Eugene talked about connection and continuum…how our identity is rippling out in circles: woman/womanhood; story; village/community; power; race and class; visionary source and lineage.
Eugene has a big view and teaches in the language of story. “Is the bird I am holding living or dead?” (“It is in your hands.”)
To get to know each other, he asked, “What is the nature of your passage?” Isn’t that beautiful?
Eugene spoke about the enclave of writers, black expatriates in Paris, who met at a conference in 1992 there, women and men of letters, all.
The connection between poetry and music…we can use the same language to teach both…felt rhythm…the rise and fall of melody and pitch.
“The Eugene B. Redmond Writers Club offers comfort and occasional discomfort to writers. We offer critical assistance, surgery.”
All the apparatus of social consciousness and the arts are related.
Story comes first. Story involves music. Story comes before poetic geneologies. What if we were to master black poets to the same extent that scholars master T. S. Elliott?
River as metaphor for connection. “Don’t push the river.” “Gather at the river.” Settling around the river. Body of water.

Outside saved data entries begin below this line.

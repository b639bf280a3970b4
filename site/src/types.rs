//! Type definitions for the site
//!
//! Input handles and stored images exchanged between the HTTP layer, the
//! controller and the analyzers.

use axum::body::Bytes;
use shared::Locator;
use uuid::Uuid;

/// Namespace for content-addressed image ids
const IMAGE_NAMESPACE: Uuid = Uuid::from_u128(0x6f1c_2a4e_93d0_4b8e_a5c7_1d2e_3f40_5a6b);

/// A file chosen by the user: raw bytes plus the media type the browser reported
#[derive(Debug, Clone)]
pub struct ImageHandle {
    pub bytes: Bytes,
    pub content_type: String,
    pub file_name: Option<String>,
}

impl ImageHandle {
    pub fn new(bytes: impl Into<Bytes>, content_type: impl Into<String>) -> Self {
        Self {
            bytes: bytes.into(),
            content_type: content_type.into(),
            file_name: None,
        }
    }

    pub fn with_file_name(mut self, file_name: impl Into<String>) -> Self {
        self.file_name = Some(file_name.into());
        self
    }

    /// A handle with no content is treated as a cancelled picker
    pub fn is_empty(&self) -> bool {
        self.bytes.is_empty()
    }

    /// Advisory media type check; nothing inspects the bytes themselves
    pub fn is_image(&self) -> bool {
        self.content_type.to_ascii_lowercase().starts_with("image/")
    }

    /// Deterministic id derived from media type and content
    pub fn content_id(&self) -> Uuid {
        let mut name = Vec::with_capacity(self.content_type.len() + 1 + self.bytes.len());
        name.extend_from_slice(self.content_type.as_bytes());
        name.push(0);
        name.extend_from_slice(&self.bytes);
        Uuid::new_v5(&IMAGE_NAMESPACE, &name)
    }
}

/// An image held by the site and reachable through its locator
#[derive(Debug, Clone, PartialEq, Eq)]
pub struct StoredImage {
    pub locator: Locator,
    pub content_type: String,
    pub bytes: Bytes,
}

impl StoredImage {
    pub fn len(&self) -> usize {
        self.bytes.len()
    }

    pub fn is_empty(&self) -> bool {
        self.bytes.is_empty()
    }
}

The original meaning of poet was griot, wise person, speaking truth of the village, storyteller, diviner, a maker, legislator of the inner worlds, “conch-us-nest.”
Raymond Morrison, 200 words of African origin we use in U.S. daily, “Kitchen Talk.”….”Grandmother, Mother, and Me” (Haven’t been able to locate either of these online yet, but don’t they sound great?)
From 1970-1985 black writers won more prizes than throughout all history. “What hath the struggle wrought?…Pulling on our cultural river.” Knowing it through veins and kitchen talk.
The warrior poet is the singer/swinger of the sword. The poet in battle. “Poets are dangerous.”
“We have nothing to fear from the poet but the truth.”